*Exercise prompt:*
All of the records must be repeated exactly as they read.

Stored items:
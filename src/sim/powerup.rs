//! Timed power-up effects
//!
//! Each activation is recorded with the frame it expires on and reverted from
//! inside the tick, so effects pause with the game and can be cancelled.

use super::state::{Ball, BallColor, PowerUp};
use crate::tuning::BreakoutTuning;

/// One pending power-up reversion
#[derive(Debug, Clone, Copy, PartialEq)]
pub struct ActiveEffect {
    pub kind: PowerUp,
    /// Velocity scale applied on activation (1.0 for flame)
    pub multiplier: f32,
    /// Frame number on which the effect is reverted
    pub expires_at: u64,
}

/// Active power-up effects. Activations stack: two `speed` pickups scale the
/// ball by 1.5 twice and each reverts on its own schedule.
#[derive(Debug, Clone, Default, PartialEq)]
pub struct PowerUpEffects {
    active: Vec<ActiveEffect>,
}

impl PowerUpEffects {
    pub fn new() -> Self {
        Self::default()
    }

    pub fn active(&self) -> &[ActiveEffect] {
        &self.active
    }

    pub fn is_empty(&self) -> bool {
        self.active.is_empty()
    }

    /// Apply `kind` to the ball now and schedule its reversion
    pub fn activate(&mut self, kind: PowerUp, now: u64, tuning: &BreakoutTuning, ball: &mut Ball) {
        let multiplier = match kind {
            PowerUp::Flame => {
                ball.color = BallColor::Flame;
                1.0
            }
            PowerUp::DoublePower => tuning.double_power_multiplier,
            PowerUp::Speed => tuning.speed_multiplier,
        };
        ball.vel *= multiplier;
        self.active.push(ActiveEffect {
            kind,
            multiplier,
            expires_at: now + tuning.power_up_duration_ticks,
        });
        log::debug!("Power-up {:?} active until frame {}", kind, now + tuning.power_up_duration_ticks);
    }

    /// Revert every effect due at `now`, returning the kinds that expired
    pub fn expire(&mut self, now: u64, ball: &mut Ball) -> Vec<PowerUp> {
        let (due, pending): (Vec<_>, Vec<_>) =
            self.active.drain(..).partition(|e| e.expires_at <= now);
        self.active = pending;

        for effect in &due {
            ball.vel /= effect.multiplier;
            log::debug!("Power-up {:?} expired", effect.kind);
        }
        if due.iter().any(|e| e.kind == PowerUp::Flame)
            && !self.active.iter().any(|e| e.kind == PowerUp::Flame)
        {
            ball.color = BallColor::Normal;
        }
        due.into_iter().map(|e| e.kind).collect()
    }

    /// Drop pending velocity reversions (the ball speed was rebased)
    pub fn cancel_velocity_effects(&mut self) {
        self.active.retain(|e| e.kind == PowerUp::Flame);
    }

    pub fn clear(&mut self) {
        self.active.clear();
    }
}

*Solution below:*
filename src/sim/powerup.rs
//! Timed power-up effects
//!
//! Each activation is recorded with the frame it expires on and reverted from
//! inside the tick, so effects pause with the game and can be cancelled.

use super::state::{Ball, BallColor, PowerUp};
use crate::tuning::BreakoutTuning;

/// One pending power-up reversion
#[derive(Debug, Clone, Copy, PartialEq)]
pub struct ActiveEffect {
    pub kind: PowerUp,
    /// Velocity scale applied on activation (1.0 for flame)
    pub multiplier: f32,
    /// Frame number on which the effect is reverted
    pub expires_at: u64,
}

/// Active power-up effects. Activations stack: two `speed` pickups scale the
/// ball by 1.5 twice and each reverts on its own schedule.
#[derive(Debug, Clone, Default, PartialEq)]
pub struct PowerUpEffects {
    active: Vec<ActiveEffect>,
}

impl PowerUpEffects {
    pub fn new() -> Self {
        Self::default()
    }

    pub fn active(&self) -> &[ActiveEffect] {
        &self.active
    }

    pub fn is_empty(&self) -> bool {
        self.active.is_empty()
    }

    /// Apply `kind` to the ball now and schedule its reversion
    pub fn activate(&mut self, kind: PowerUp, now: u64, tuning: &BreakoutTuning, ball: &mut Ball) {
        let multiplier = match kind {
            PowerUp::Flame => {
                ball.color = BallColor::Flame;
                1.0
            }
            PowerUp::DoublePower => tuning.double_power_multiplier,
            PowerUp::Speed => tuning.speed_multiplier,
        };
        ball.vel *= multiplier;
        self.active.push(ActiveEffect {
            kind,
            multiplier,
            expires_at: now + tuning.power_up_duration_ticks,
        });
        log::debug!("Power-up {:?} active until frame {}", kind, now + tuning.power_up_duration_ticks);
    }

    /// Revert every effect due at `now`, returning the kinds that expired
    pub fn expire(&mut self, now: u64, ball: &mut Ball) -> Vec<PowerUp> {
        let (due, pending): (Vec<_>, Vec<_>) =
            self.active.drain(..).partition(|e| e.expires_at <= now);
        self.active = pending;

        for effect in &due {
            ball.vel /= effect.multiplier;
            log::debug!("Power-up {:?} expired", effect.kind);
        }
        if due.iter().any(|e| e.kind == PowerUp::Flame)
            && !self.active.iter().any(|e| e.kind == PowerUp::Flame)
        {
            ball.color = BallColor::Normal;
        }
        due.into_iter().map(|e| e.kind).collect()
    }

    /// Drop pending velocity reversions (the ball speed was rebased)
    pub fn cancel_velocity_effects(&mut self) {
        self.active.retain(|e| e.kind == PowerUp::Flame);
    }

    pub fn clear(&mut self) {
        self.active.clear();
    }
}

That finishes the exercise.